//! Field-weighted BM25 ranking over four tool fields: name, description,
//! required params, optional params. Ported term-for-term from the
//! reference implementation's `BM25FieldIndex`/`ToolRetriever`.

use once_cell::sync::Lazy;
use regex::Regex;
use std::collections::HashMap;

use crate::tool_doc::{build_docs, ToolCatalog, ToolDoc};

static CAMEL_BOUNDARY: Lazy<Regex> = Lazy::new(|| Regex::new(r"([a-z0-9])([A-Z])").unwrap());
static SEPARATORS: Lazy<Regex> = Lazy::new(|| Regex::new(r"[_\-]+").unwrap());
static TOKEN: Lazy<Regex> = Lazy::new(|| Regex::new(r"[a-z0-9]+").unwrap());

/// Splits camelCase and snake_case identifiers into space-separated words
/// so both the original and split forms contribute tokens.
pub fn split_identifier(text: &str) -> String {
    if text.is_empty() {
        return String::new();
    }
    let spaced = SEPARATORS.replace_all(text, " ");
    CAMEL_BOUNDARY.replace_all(&spaced, "$1 $2").into_owned()
}

pub fn tokenize(text: &str) -> Vec<String> {
    if text.is_empty() {
        return Vec::new();
    }
    let lower = text.to_lowercase();
    TOKEN.find_iter(&lower).map(|m| m.as_str().to_string()).collect()
}

fn counter(tokens: &[String]) -> HashMap<String, u32> {
    let mut map = HashMap::new();
    for t in tokens {
        *map.entry(t.clone()).or_insert(0) += 1;
    }
    map
}

pub struct Bm25FieldIndex {
    docs_tokens: Vec<HashMap<String, u32>>,
    doc_len: Vec<u32>,
    avgdl: f64,
    df: HashMap<String, u32>,
    k1: f64,
    b: f64,
}

impl Bm25FieldIndex {
    pub fn new(docs_tokens: Vec<HashMap<String, u32>>, k1: f64, b: f64) -> Self {
        let doc_len: Vec<u32> = docs_tokens.iter().map(|c| c.values().sum()).collect();
        let avgdl = if doc_len.is_empty() {
            0.0
        } else {
            doc_len.iter().sum::<u32>() as f64 / doc_len.len() as f64
        };
        let mut df: HashMap<String, u32> = HashMap::new();
        for counter in &docs_tokens {
            for term in counter.keys() {
                *df.entry(term.clone()).or_insert(0) += 1;
            }
        }
        Bm25FieldIndex { docs_tokens, doc_len, avgdl, df, k1, b }
    }

    pub fn score(&self, query_tokens: &HashMap<String, u32>, doc_idx: usize) -> f64 {
        if self.avgdl == 0.0 {
            return 0.0;
        }
        let doc_counter = &self.docs_tokens[doc_idx];
        let dl = self.doc_len[doc_idx] as f64;
        let mut score = 0.0;
        let n = self.docs_tokens.len() as f64;
        for (term, &qf) in query_tokens {
            let df = *self.df.get(term).unwrap_or(&0);
            if df == 0 {
                continue;
            }
            let tf = *doc_counter.get(term).unwrap_or(&0);
            if tf == 0 {
                continue;
            }
            let idf = (1.0 + (n - df as f64 + 0.5) / (df as f64 + 0.5)).ln();
            let denom = tf as f64 + self.k1 * (1.0 - self.b + self.b * dl / self.avgdl);
            score += idf * (tf as f64 * (self.k1 + 1.0) / denom) * qf as f64;
        }
        score
    }
}

pub struct BM25Retriever {
    docs: Vec<ToolDoc>,
    index: HashMap<&'static str, Bm25FieldIndex>,
    field_weights: [(&'static str, f64); 4],
}

const K1: f64 = 1.2;
const B: f64 = 0.75;

impl BM25Retriever {
    pub fn new(catalog: &ToolCatalog) -> Self {
        let docs = build_docs(catalog);

        let mut name_tokens = Vec::new();
        let mut desc_tokens = Vec::new();
        let mut required_tokens = Vec::new();
        let mut optional_tokens = Vec::new();

        for doc in &docs {
            let name_text = format!("{} {}", doc.name, split_identifier(&doc.name));
            name_tokens.push(counter(&tokenize(&name_text)));
            desc_tokens.push(counter(&tokenize(&doc.description)));
            required_tokens.push(counter(&tokenize(&doc.required_keys.join(" "))));
            optional_tokens.push(counter(&tokenize(&doc.optional_keys.join(" "))));
        }

        let mut index = HashMap::new();
        index.insert("name", Bm25FieldIndex::new(name_tokens, K1, B));
        index.insert("desc", Bm25FieldIndex::new(desc_tokens, K1, B));
        index.insert("required", Bm25FieldIndex::new(required_tokens, K1, B));
        index.insert("optional", Bm25FieldIndex::new(optional_tokens, K1, B));

        BM25Retriever {
            docs,
            index,
            field_weights: [("name", 3.0), ("desc", 2.0), ("required", 1.5), ("optional", 1.0)],
        }
    }

    /// Returns `(tool_name, score)` pairs, descending by score, top `top_k`,
    /// excluding zero-score tools.
    pub fn retrieve(&self, task: &str, top_k: usize) -> Vec<(String, f64)> {
        let tokens = tokenize(task);
        if tokens.is_empty() {
            return Vec::new();
        }
        let query_tokens = counter(&tokens);

        let mut results: Vec<(usize, f64)> = Vec::new();
        for idx in 0..self.docs.len() {
            let mut score = 0.0;
            for (field, weight) in self.field_weights {
                if let Some(field_index) = self.index.get(field) {
                    score += weight * field_index.score(&query_tokens, idx);
                }
            }
            if score > 0.0 {
                results.push((idx, score));
            }
        }
        results.sort_by(|a, b| b.1.partial_cmp(&a.1).unwrap_or(std::cmp::Ordering::Equal));
        results
            .into_iter()
            .take(top_k)
            .map(|(idx, score)| (self.docs[idx].name.clone(), score))
            .collect()
    }
}
//! A minimal chat-completion collaborator trait, with one concrete
//! implementation that speaks the OpenAI-compatible chat completions API
//! (the same surface the reference implementation's `OpenAI(api_key=...,
//! base_url=...)` client targets). Every planner/guard role builds its own
//! client lazily from its own resolved `EndpointConfig`; clients are never
//! shared across nodes with differing configs.

use async_trait::async_trait;
use serde::{Deserialize, Serialize};
use std::sync::Arc;

use crate::config::EndpointConfig;
use crate::error::ModelProviderError;

#[derive(Debug, Clone, Serialize, Deserialize)]
pub struct ChatMessage {
    pub role: String,
    pub content: String,
}

impl ChatMessage {
    pub fn system(content: impl Into<String>) -> Self {
        ChatMessage { role: "system".to_string(), content: content.into() }
    }

    pub fn user(content: impl Into<String>) -> Self {
        ChatMessage { role: "user".to_string(), content: content.into() }
    }
}

#[derive(Debug, Clone, Default)]
pub struct CompletionOptions {
    pub temperature: Option<f32>,
    pub max_tokens: Option<u32>,
}

/// The external LLM endpoint this system orchestrates but does not
/// implement. Production code depends on `Arc<dyn ChatCompletion>` so
/// tests can substitute a stub.
#[async_trait]
pub trait ChatCompletion: Send + Sync {
    async fn complete(
        &self,
        messages: &[ChatMessage],
        opts: &CompletionOptions,
    ) -> Result<String, ModelProviderError>;
}

#[derive(Serialize)]
struct ChatCompletionRequest<'a> {
    model: &'a str,
    messages: &'a [ChatMessage],
    #[serde(skip_serializing_if = "Option::is_none")]
    temperature: Option<f32>,
    #[serde(skip_serializing_if = "Option::is_none")]
    max_tokens: Option<u32>,
}

#[derive(Deserialize)]
struct ChatCompletionResponse {
    choices: Vec<Choice>,
}

#[derive(Deserialize)]
struct Choice {
    message: ChoiceMessage,
}

#[derive(Deserialize)]
struct ChoiceMessage {
    content: Option<String>,
}

pub struct OpenAiCompatibleClient {
    http: reqwest::Client,
    endpoint: EndpointConfig,
}

impl OpenAiCompatibleClient {
    pub fn new(endpoint: EndpointConfig) -> Self {
        let http = reqwest::Client::builder()
            .timeout(endpoint.timeout)
            .build()
            .unwrap_or_default();
        OpenAiCompatibleClient { http, endpoint }
    }

    pub fn shared(endpoint: EndpointConfig) -> Arc<dyn ChatCompletion> {
        Arc::new(Self::new(endpoint))
    }

    fn url(&self) -> String {
        let base = self
            .endpoint
            .base_url
            .as_deref()
            .unwrap_or("https://api.openai.com/v1");
        format!("{}/chat/completions", base.trim_end_matches('/'))
    }
}

#[async_trait]
impl ChatCompletion for OpenAiCompatibleClient {
    async fn complete(
        &self,
        messages: &[ChatMessage],
        opts: &CompletionOptions,
    ) -> Result<String, ModelProviderError> {
        let body = ChatCompletionRequest {
            model: &self.endpoint.model,
            messages,
            temperature: opts.temperature,
            max_tokens: opts.max_tokens,
        };

        let mut request = self.http.post(self.url()).json(&body);
        if let Some(key) = &self.endpoint.api_key {
            request = request.bearer_auth(key);
        }

        let response = request.send().await?;
        if !response.status().is_success() {
            let status = response.status();
            let text = response.text().await.unwrap_or_default();
            return Err(ModelProviderError::Request(format!(
                "status {status}: {text}"
            )));
        }

        let parsed: ChatCompletionResponse = response.json().await?;
        parsed
            .choices
            .into_iter()
            .next()
            .and_then(|c| c.message.content)
            .map(|s| s.trim().to_string())
            .ok_or(ModelProviderError::EmptyResponse)
    }
}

Problem to work on
Whenever a line in the material above holds the string "reqwest", copy that line in full.

Result of this task
    http: reqwest::Client,
        let http = reqwest::Client::builder()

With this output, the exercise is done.